Say how many lines in the records include the string "Unsupported", adding no other words.

__Recorded information__.
##########

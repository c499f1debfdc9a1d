use std::{
    fmt,
    io::{Error, ErrorKind, Read, Result, Write},
    time::Duration,
};

/// Thorlabs (0x1313) PM100D (0x8078) on any USB VISA interface.
pub const RESOURCE_PATTERN: &str = "USB?*::0x1313::0x8078::?*::INSTR";
/// Time allowed for opening the session. Reads and writes use the VISA
/// default I/O timeout of 2 s.
pub const OPEN_TIMEOUT: Duration = Duration::from_secs(2);

const TERMINATOR: u8 = b'\n';
const MAX_LINE: usize = 1024;

#[derive(Debug, Clone, Copy, PartialEq, Eq, Default)]
pub enum PowerUnit {
    Watt,
    #[default]
    MilliWatt,
}

impl fmt::Display for PowerUnit {
    fn fmt(&self, f: &mut fmt::Formatter<'_>) -> fmt::Result {
        match self {
            PowerUnit::Watt => write!(f, "W"),
            PowerUnit::MilliWatt => write!(f, "mW"),
        }
    }
}

#[derive(Debug, Clone, Copy, PartialEq)]
pub struct MeterSettings {
    pub unit: PowerUnit,
    pub auto_range: bool,
    pub average_count: u32,
    pub wavelength_nm: f64,
}

impl Default for MeterSettings {
    fn default() -> Self {
        Self {
            unit: PowerUnit::MilliWatt,
            auto_range: true,
            average_count: 50,
            wavelength_nm: 1064.0,
        }
    }
}

#[derive(Debug, Default, Clone, Copy)]
pub struct Pm100d;

impl Pm100d {
    pub fn new() -> Self {
        Pm100d
    }

    pub fn identify(&self, sender: &mut (impl Write + Read)) -> Result<String> {
        self.query(sender, "*idn?")
    }

    pub fn beep(&self, sender: &mut (impl Write + Read)) -> Result<()> {
        self.write(sender, "system:beeper")
    }

    pub fn set_power_unit(&self, sender: &mut (impl Write + Read), unit: PowerUnit) -> Result<()> {
        self.write(sender, &format!("sense:power:unit {unit}"))
    }

    pub fn set_auto_range(&self, sender: &mut (impl Write + Read), enabled: bool) -> Result<()> {
        self.write(
            sender,
            &format!("sense:power:range:auto {}", if enabled { 1 } else { 0 }),
        )
    }

    pub fn set_average_count(&self, sender: &mut (impl Write + Read), count: u32) -> Result<()> {
        if count == 0 {
            return Err(Error::new(
                ErrorKind::InvalidInput,
                "Average count must be at least 1",
            ));
        }
        self.write(sender, &format!("sense:average:count {count}"))
    }

    pub fn configure_power(&self, sender: &mut (impl Write + Read)) -> Result<()> {
        self.write(sender, "configure:power")
    }

    pub fn set_wavelength(&self, sender: &mut (impl Write + Read), wavelength_nm: f64) -> Result<()> {
        if !wavelength_nm.is_finite() || wavelength_nm <= 0.0 {
            return Err(Error::new(
                ErrorKind::InvalidInput,
                format!("Invalid correction wavelength: {wavelength_nm}"),
            ));
        }
        self.write(
            sender,
            &format!("sense:correction:wavelength {wavelength_nm:.1}"),
        )
    }

    pub fn configure(&self, sender: &mut (impl Write + Read), settings: &MeterSettings) -> Result<()> {
        self.set_power_unit(sender, settings.unit)?;
        self.set_auto_range(sender, settings.auto_range)?;
        self.set_average_count(sender, settings.average_count)?;
        self.configure_power(sender)?;
        self.set_wavelength(sender, settings.wavelength_nm)
    }

    /// Single `read?` in the configured unit.
    pub fn read_power(&self, sender: &mut (impl Write + Read)) -> Result<f64> {
        let response = self.query(sender, "read?")?;
        parse_reading(&response)
    }

    pub fn read_batch(&self, sender: &mut (impl Write + Read), count: usize) -> Result<Vec<f64>> {
        (0..count).map(|_| self.read_power(sender)).collect()
    }

    fn write(&self, sender: &mut (impl Write + Read), command: &str) -> Result<()> {
        let mut frame = Vec::with_capacity(command.len() + 1);
        frame.extend_from_slice(command.as_bytes());
        frame.push(TERMINATOR);

        sender.write_all(&frame)?;
        sender.flush()
    }

    fn query(&self, sender: &mut (impl Write + Read), command: &str) -> Result<String> {
        self.write(sender, command)?;
        read_line(sender)
    }
}

/// Reads up to the terminator one byte at a time so nothing past the reply is
/// consumed from the session.
fn read_line(sender: &mut impl Read) -> Result<String> {
    let mut line = Vec::new();
    let mut byte = [0u8; 1];

    loop {
        match sender.read(&mut byte)? {
            0 if line.is_empty() => {
                return Err(Error::new(ErrorKind::UnexpectedEof, "Empty response"));
            }
            0 => break,
            _ if byte[0] == TERMINATOR => break,
            _ => line.push(byte[0]),
        }

        if line.len() > MAX_LINE {
            return Err(Error::new(ErrorKind::InvalidData, "Response too long"));
        }
    }

    String::from_utf8(line)
        .map(|s| s.trim_end_matches('\r').to_string())
        .map_err(|e| Error::new(ErrorKind::InvalidData, e))
}

/// First value of an ASCII reply, e.g. `1.234E-01`.
pub fn parse_reading(response: &str) -> Result<f64> {
    let value = response
        .split(',')
        .next()
        .map(str::trim)
        .filter(|s| !s.is_empty())
        .ok_or_else(|| Error::new(ErrorKind::InvalidData, "Empty power reading"))?;

    value.parse::<f64>().map_err(|e| {
        Error::new(
            ErrorKind::InvalidData,
            format!("Failed to parse power reading '{value}': {e}"),
        )
    })
}

#[cfg(test)]
mod tests {
    use super::*;
    use std::collections::VecDeque;

    /// Records writes, answers every query with the next scripted line.
    #[derive(Default)]
    struct ScriptedMeter {
        written: Vec<u8>,
        replies: VecDeque<u8>,
    }

    impl ScriptedMeter {
        fn with_replies(replies: &[&str]) -> Self {
            let mut meter = Self::default();
            for reply in replies {
                meter.replies.extend(reply.as_bytes());
                meter.replies.push_back(b'\n');
            }
            meter
        }

        fn commands(&self) -> Vec<String> {
            String::from_utf8_lossy(&self.written)
                .lines()
                .map(str::to_string)
                .collect()
        }
    }

    impl Write for ScriptedMeter {
        fn write(&mut self, buf: &[u8]) -> Result<usize> {
            self.written.extend_from_slice(buf);
            Ok(buf.len())
        }

        fn flush(&mut self) -> Result<()> {
            Ok(())
        }
    }

    impl Read for ScriptedMeter {
        fn read(&mut self, buf: &mut [u8]) -> Result<usize> {
            let mut n = 0;
            while n < buf.len() {
                match self.replies.pop_front() {
                    Some(b) => {
                        buf[n] = b;
                        n += 1;
                    }
                    None => break,
                }
            }
            Ok(n)
        }
    }

    #[test]
    fn configure_sends_commands_in_order() {
        let mut meter = ScriptedMeter::default();
        Pm100d::new()
            .configure(&mut meter, &MeterSettings::default())
            .unwrap();

        assert_eq!(
            meter.commands(),
            vec![
                "sense:power:unit mW",
                "sense:power:range:auto 1",
                "sense:average:count 50",
                "configure:power",
                "sense:correction:wavelength 1064.0",
            ]
        );
    }

    #[test]
    fn read_batch_queries_once_per_sample() {
        let mut meter = ScriptedMeter::with_replies(&["10.0", "1.02E+01", "9.8", "10.0"]);
        let readings = Pm100d::new().read_batch(&mut meter, 4).unwrap();

        assert_eq!(readings, vec![10.0, 10.2, 9.8, 10.0]);
        assert_eq!(meter.commands(), vec!["read?"; 4]);
    }

    #[test]
    fn identify_strips_carriage_return() {
        let mut meter = ScriptedMeter::with_replies(&["Thorlabs,PM100D,P0012345,2.6.0\r"]);
        let idn = Pm100d::new().identify(&mut meter).unwrap();
        assert_eq!(idn, "Thorlabs,PM100D,P0012345,2.6.0");
    }

    #[test]
    fn malformed_reading_is_invalid_data() {
        let mut meter = ScriptedMeter::with_replies(&["NaN?"]);
        let err = Pm100d::new().read_power(&mut meter).unwrap_err();
        assert_eq!(err.kind(), ErrorKind::InvalidData);
    }

    #[test]
    fn missing_reply_is_eof() {
        let mut meter = ScriptedMeter::default();
        let err = Pm100d::new().read_power(&mut meter).unwrap_err();
        assert_eq!(err.kind(), ErrorKind::UnexpectedEof);
    }

    #[test]
    fn rejects_invalid_settings_before_writing() {
        let mut meter = ScriptedMeter::default();
        let pm = Pm100d::new();
        assert!(pm.set_wavelength(&mut meter, -5.0).is_err());
        assert!(pm.set_average_count(&mut meter, 0).is_err());
        assert!(meter.written.is_empty());
    }

    #[test]
    fn parses_first_field_of_reply() {
        assert_eq!(parse_reading(" 5.0512E-01 ").unwrap(), 0.50512);
        assert_eq!(parse_reading("1.5,0").unwrap(), 1.5);
        assert!(parse_reading("").is_err());
    }
}
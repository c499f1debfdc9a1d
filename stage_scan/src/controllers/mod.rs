use std::sync::Arc;

use kinesis::{DcServo, KinesisError, KinesisLibrary};
use tracing::info;
use utilities::command_executor::CommandExecutor;

use crate::{
    command_executor::{
        meter::{MeterHandler, command_sender::MeterCommandSender},
        stage::{StageHandler, command_sender::StageCommandSender},
    },
    config::{MeterConfig, StageConfig, TimingConfig},
};

#[cfg(feature = "visa")]
mod visa;

#[derive(Debug, thiserror::Error)]
pub enum MeterSetupError {
    #[error("No instrument matches '{0}'")]
    NotFound(String),

    #[error("Built without VISA support, enable the `visa` feature")]
    Unsupported,

    #[cfg(feature = "visa")]
    #[error("VISA error: {0}")]
    Visa(#[from] visa_rs::Error),
}

/// Loads the Kinesis library and opens the configured servo.
pub fn create_stage(
    stage: &StageConfig,
    timing: &TimingConfig,
) -> Result<(CommandExecutor<StageHandler>, StageCommandSender), KinesisError> {
    let library = Arc::new(KinesisLibrary::load(
        &stage.library_dir,
        &stage.library_name,
        stage.simulation,
    )?);
    info!(path = %library.path().display(), simulation = library.is_simulation(), "Kinesis library loaded");

    library.build_device_list()?;
    let serials = library.ensure_attached(&stage.serial)?;
    info!(?serials, "Kinesis devices found");

    let mut servo = DcServo::open(library, &stage.serial)?;
    servo.start_polling(stage.polling_interval())?;
    servo.set_motor_params(stage.motor_params())?;
    info!(serial = %servo.serial(), "Stage opened");

    let handler = StageHandler::new(servo, timing.request_delay(), timing.arm_delay());
    let (executor, sender) = CommandExecutor::new(format!("stage {}", stage.serial), handler);

    Ok((executor, StageCommandSender::new(sender)))
}

/// Opens the first instrument matching the configured resource pattern.
pub fn create_meter(
    meter: &MeterConfig,
) -> Result<(CommandExecutor<MeterHandler>, MeterCommandSender), MeterSetupError> {
    let transport = open_transport(meter)?;
    let (executor, sender) = CommandExecutor::new("pm100d", MeterHandler::new(transport));

    Ok((executor, MeterCommandSender::new(sender)))
}

#[cfg(feature = "visa")]
fn open_transport(
    meter: &MeterConfig,
) -> Result<Box<dyn crate::command_executor::meter::Transport>, MeterSetupError> {
    let session = visa::open_first(&meter.resource_pattern, meter.open_timeout())?;
    Ok(Box::new(session))
}

#[cfg(not(feature = "visa"))]
fn open_transport(
    meter: &MeterConfig,
) -> Result<Box<dyn crate::command_executor::meter::Transport>, MeterSetupError> {
    tracing::warn!(pattern = %meter.resource_pattern, "Power meter requested without VISA support");
    Err(MeterSetupError::Unsupported)
}
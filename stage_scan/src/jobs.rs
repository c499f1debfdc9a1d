use anyhow::Context as _;
use pm100d::{MeterSettings, PowerUnit};
use tracing::{info, instrument};
use utilities::statistics::SampleStats;

use crate::{
    config::{AppConfig, JobMode},
    controllers::{create_meter, create_stage},
    scan::{PowerMeter, ScanOptions, ScanReport, ScanRequest, run_scan},
};

/// Runs the job selected by `config.job.mode`.
pub async fn run(config: &AppConfig) -> anyhow::Result<()> {
    match config.job.mode {
        JobMode::Measure => measure(config).await,
        mode => {
            let request = config
                .scan_request()
                .with_context(|| format!("No scan defined for mode {mode:?}"))?;
            let report = execute_scan(config, &request, &config.scan_options()).await?;
            info!(
                "Scan finished at {:.4} mm after {} steps",
                report.final_mm,
                report.records.len()
            );
            Ok(())
        }
    }
}

/// Opens the devices a request needs, runs the scan and releases them.
#[instrument(skip_all, fields(target_mm = request.target_mm, steps = request.steps))]
pub async fn execute_scan(
    config: &AppConfig,
    request: &ScanRequest,
    options: &ScanOptions,
) -> anyhow::Result<ScanReport> {
    // The meter is opened first so a missing instrument aborts before the stage moves.
    let meter = match request.measurement {
        Some(_) => Some(create_meter(&config.meter).context("Failed to open power meter")?),
        None => None,
    };
    let (stage_executor, stage) =
        create_stage(&config.stage, &config.timing).context("Failed to open stage")?;

    let stage_task = stage_executor.spawn();
    let (meter_task, meter) = match meter {
        Some((executor, sender)) => (Some(executor.spawn()), Some(sender)),
        None => (None, None),
    };

    let result = run_scan(&stage, meter.as_ref(), request, options).await;

    drop(stage);
    drop(meter);
    stage_task.await.context("Stage executor panicked")?;
    if let Some(task) = meter_task {
        task.await.context("Power meter executor panicked")?;
    }

    Ok(result?)
}

/// Reads `job.samples` power readings without touching the stage.
#[instrument(skip_all)]
pub async fn measure(config: &AppConfig) -> anyhow::Result<()> {
    let (executor, meter) = create_meter(&config.meter).context("Failed to open power meter")?;
    let task = executor.spawn();

    let result = async {
        let idn = meter.identify().await?;
        info!("Connected to: {}", idn.trim());
        meter.beep().await?;

        meter
            .configure(MeterSettings {
                unit: PowerUnit::MilliWatt,
                auto_range: config.meter.auto_range,
                average_count: config.meter.average_count,
                wavelength_nm: config.job.wavelength_nm,
            })
            .await?;

        let readings = meter.read_batch(config.job.samples).await?;
        for (i, reading) in readings.iter().enumerate() {
            info!("Measurement {}: {:.2} mW", i + 1, reading);
        }

        let stats = SampleStats::from_samples(&readings)?;
        info!(
            "Average power: {:.5} mW ± {:.5} mW",
            stats.mean, stats.std_dev
        );
        anyhow::Ok(stats)
    }
    .await;

    drop(meter);
    task.await.context("Power meter executor panicked")?;

    result.map(|_| ())
}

##########

__Solved exercise__.
2